• **EXERCISE DESCRIPTION**: Filter the listing and keep only the lines with the word "return".

• **SUPPLIED MATERIAL**:
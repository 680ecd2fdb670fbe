//! Cross-device fallback: copy into a hidden temp file next to the
//! destination, fsync it, rename it over the destination, then drop the source.

use std::fs::{self, File};
use std::path::Path;

use super::atomic::try_atomic_move;
use super::helpers::describe_io_error;
use super::util;

/// Copy `src` to `dest` via a temp file, then remove `src`.
/// Errors carry the failing step and path.
pub(super) fn copy_then_remove(src: &Path, dest: &Path) -> Result<(), String> {
    let dest_dir = dest
        .parent()
        .ok_or_else(|| format!("destination has no parent: {}", dest.display()))?;
    let tmp_path = util::unique_temp_path(dest_dir);

    let staged = fs::copy(src, &tmp_path)
        .and_then(|_| File::open(&tmp_path)?.sync_all())
        .map_err(|e| describe_io_error("copy to temporary file", &tmp_path, &e));
    if let Err(msg) = staged {
        let _ = fs::remove_file(&tmp_path);
        return Err(msg);
    }

    if let Err(e) = try_atomic_move(&tmp_path, dest) {
        let _ = fs::remove_file(&tmp_path);
        return Err(describe_io_error("rename temporary file", dest, &e));
    }

    fs::remove_file(src).map_err(|e| describe_io_error("remove original file", src, &e))
}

• **EXERCISE RESULT**:
        return Err(msg);
        return Err(describe_io_error("rename temporary file", dest, &e));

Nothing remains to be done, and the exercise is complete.